Figure 6. Mitochondrial swelling is abolished in cells expressing oligomerization-defective mutants.
Clone 9 cells harboring GFP in the mitochondrial matrix were transfected with different constructs, and mitochondrial morphologies were evaluated. (A, B, C, D) Different mitochondrial morphologies: normal tubular morphology (A, Tb), swollen ball-shape mitochondria (B, Sw), The mixture of swollen and tubular mitochondria (C, Sw/tb), and aggregated and collapsed mitochondria (D, Aggr). Scale bar: 10μm. (E) Cell counting for different mitochondrial phenotypes. More than 300 transfected cells were examined from three separate experiments. Most of the cells overexpressing Myc-hFis1[32-152] contained swollen mitochondria or a mixture of swollen and tubular mitochondria.
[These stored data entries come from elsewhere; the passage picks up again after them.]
//! Immutable pool of fetch identities (user-agent strings)

use rand::Rng;
use std::sync::Arc;

/// Agent used when a pool is built from an empty list
pub const FALLBACK_AGENT: &str = concat!("polite-crawl/", env!("CARGO_PKG_VERSION"));

/// Shared, read-only set of user-agent strings
///
/// Rotation never mutates the pool: each fetch carries the index of the
/// identity it is using and asks the pool for a different one.
#[derive(Debug, Clone)]
pub struct IdentityPool {
    agents: Arc<[String]>,
}

impl IdentityPool {
    pub fn new(agents: Vec<String>) -> Self {
        let agents = if agents.is_empty() {
            vec![FALLBACK_AGENT.to_string()]
        } else {
            agents
        };

        Self {
            agents: agents.into(),
        }
    }

    /// Identity used for the first attempt of every fetch and for directives
    pub fn primary(&self) -> &str {
        &self.agents[0]
    }

    /// Agent at `index`, wrapping around the pool
    pub fn get(&self, index: usize) -> &str {
        &self.agents[index % self.agents.len()]
    }

    pub fn len(&self) -> usize {
        self.agents.len()
    }

    pub fn is_empty(&self) -> bool {
        self.agents.is_empty()
    }

    /// Picks an identity index different from `current` when the pool allows it
    pub fn rotate<R: Rng + ?Sized>(&self, current: usize, rng: &mut R) -> usize {
        let len = self.agents.len();
        if len < 2 {
            return 0;
        }

        // Uniform over the other len - 1 identities
        let offset = rng.gen_range(1..len);
        (current % len + offset) % len
    }
}
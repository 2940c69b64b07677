use crate::config::types::Config;
use crate::config::validation::validate;
use crate::ConfigError;
use sha2::{Digest, Sha256};
use std::path::Path;

/// Loads and parses a configuration file from the given path
///
/// # Arguments
///
/// * `path` - Path to the TOML configuration file
///
/// # Returns
///
/// * `Ok(Config)` - Successfully loaded and validated configuration
/// * `Err(ConfigError)` - Failed to load, parse, or validate the configuration
pub fn load_config(path: &Path) -> Result<Config, ConfigError> {
    let content = std::fs::read_to_string(path)?;
    parse_config(&content)
}

/// Parses and validates configuration from TOML text
pub fn parse_config(content: &str) -> Result<Config, ConfigError> {
    let config: Config = toml::from_str(content)?;
    validate(&config)?;
    Ok(config)
}

/// Computes a SHA-256 hash of the configuration file content
///
/// Logged at startup so runs can be matched to the exact configuration used.
pub fn compute_config_hash(path: &Path) -> Result<String, ConfigError> {
    let content = std::fs::read_to_string(path)?;
    let mut hasher = Sha256::new();
    hasher.update(content.as_bytes());
    Ok(hex::encode(hasher.finalize()))
}

/// Loads a configuration and returns both the config and its hash
pub fn load_config_with_hash(path: &Path) -> Result<(Config, String), ConfigError> {
    let config = load_config(path)?;
    let hash = compute_config_hash(path)?;
    Ok((config, hash))
}
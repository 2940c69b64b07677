//! In-memory doubles for crawler unit tests

use crate::crawler::{FetchFailure, FetchResponse, LinkExtractor, PageFetcher};
use crate::robots::{DirectiveError, DirectiveSource};
use async_trait::async_trait;
use std::collections::{HashMap, VecDeque};
use std::sync::atomic::{AtomicUsize, Ordering};
use std::sync::{Arc, Mutex};
use std::time::Duration;
use url::Url;

pub fn url(s: &str) -> Url {
    Url::parse(s).unwrap()
}

pub fn ok(target: &str) -> Result<FetchResponse, FetchFailure> {
    Ok(FetchResponse {
        status: 200,
        final_url: url(target),
        location: None,
        body: String::new(),
    })
}

pub fn status(target: &str, code: u16) -> Result<FetchResponse, FetchFailure> {
    Ok(FetchResponse {
        status: code,
        final_url: url(target),
        location: None,
        body: String::new(),
    })
}

pub fn redirect(target: &str, location: Option<&str>) -> Result<FetchResponse, FetchFailure> {
    Ok(FetchResponse {
        status: 302,
        final_url: url(target),
        location: location.map(url),
        body: String::new(),
    })
}

/// One recorded call to [`ScriptedFetcher`]
#[derive(Debug, Clone)]
pub struct Call {
    pub url: String,
    pub agent: String,
    pub timeout: Duration,
}

/// Replays a per-URL script of results; the last entry repeats forever
///
/// URLs without a script answer 200 with an empty body.
#[derive(Default)]
pub struct ScriptedFetcher {
    scripts: Mutex<HashMap<String, VecDeque<Result<FetchResponse, FetchFailure>>>>,
    calls: Mutex<Vec<Call>>,
    in_flight: AtomicUsize,
    peak: AtomicUsize,
}

impl ScriptedFetcher {
    pub fn new() -> Arc<Self> {
        Arc::new(Self::default())
    }

    pub fn script(&self, target: &str, results: Vec<Result<FetchResponse, FetchFailure>>) {
        self.scripts
            .lock()
            .unwrap()
            .insert(url(target).to_string(), results.into());
    }

    pub fn calls(&self) -> Vec<Call> {
        self.calls.lock().unwrap().clone()
    }

    /// Highest number of concurrent fetches observed
    pub fn peak_in_flight(&self) -> usize {
        self.peak.load(Ordering::SeqCst)
    }

    pub fn calls_to(&self, target: &str) -> usize {
        let target = url(target).to_string();
        self.calls().iter().filter(|c| c.url == target).count()
    }
}

#[async_trait]
impl PageFetcher for ScriptedFetcher {
    async fn fetch(
        &self,
        target: &Url,
        user_agent: &str,
        timeout: Duration,
    ) -> Result<FetchResponse, FetchFailure> {
        self.calls.lock().unwrap().push(Call {
            url: target.to_string(),
            agent: user_agent.to_string(),
            timeout,
        });

        let next = {
            let mut scripts = self.scripts.lock().unwrap();
            match scripts.get_mut(target.as_str()) {
                Some(script) if script.len() > 1 => script.pop_front(),
                Some(script) => script.front().cloned(),
                None => None,
            }
        };

        let current = self.in_flight.fetch_add(1, Ordering::SeqCst) + 1;
        self.peak.fetch_max(current, Ordering::SeqCst);
        tokio::time::sleep(Duration::from_millis(5)).await;
        self.in_flight.fetch_sub(1, Ordering::SeqCst);

        next.unwrap_or_else(|| ok(target.as_str()))
    }
}

/// Link graph keyed by page URL; the document body is ignored
#[derive(Default)]
pub struct GraphExtractor {
    edges: HashMap<String, Vec<String>>,
}

impl GraphExtractor {
    pub fn new(edges: &[(&str, &[&str])]) -> Arc<Self> {
        Arc::new(Self {
            edges: edges
                .iter()
                .map(|(from, to)| {
                    (
                        url(from).to_string(),
                        to.iter().map(|s| s.to_string()).collect(),
                    )
                })
                .collect(),
        })
    }
}

impl LinkExtractor for GraphExtractor {
    fn extract(&self, _body: &str, base: &Url) -> Vec<String> {
        self.edges.get(base.as_str()).cloned().unwrap_or_default()
    }
}

/// Serves the same robots.txt body for every domain, or fails every load
pub struct StaticSource {
    body: Option<&'static str>,
}

impl StaticSource {
    pub fn allow_all() -> Arc<Self> {
        Arc::new(Self {
            body: Some("User-agent: *\nAllow: /"),
        })
    }

    pub fn with_body(body: &'static str) -> Arc<Self> {
        Arc::new(Self { body: Some(body) })
    }

    pub fn failing() -> Arc<Self> {
        Arc::new(Self { body: None })
    }
}

#[async_trait]
impl DirectiveSource for StaticSource {
    async fn fetch(&self, _origin: &Url, _agent: &str) -> Result<String, DirectiveError> {
        self.body
            .map(str::to_string)
            .ok_or_else(|| DirectiveError::Transport("unreachable".to_string()))
    }
}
These phenotypes were mostly absent in cells transfected with the oligomerization defective mutants Myc-hFis1[32-152]GGIDGG and Myc-hFis1[32-152]-Y87A, but not with E88A and K89A mutants. The normal tubular mitochondrial morphology was predominant in cells transfected with the oligomerization-defective mutants. Some cells showed the aggregated and entangled mitochondrial phenotype. Error bars represent SEM.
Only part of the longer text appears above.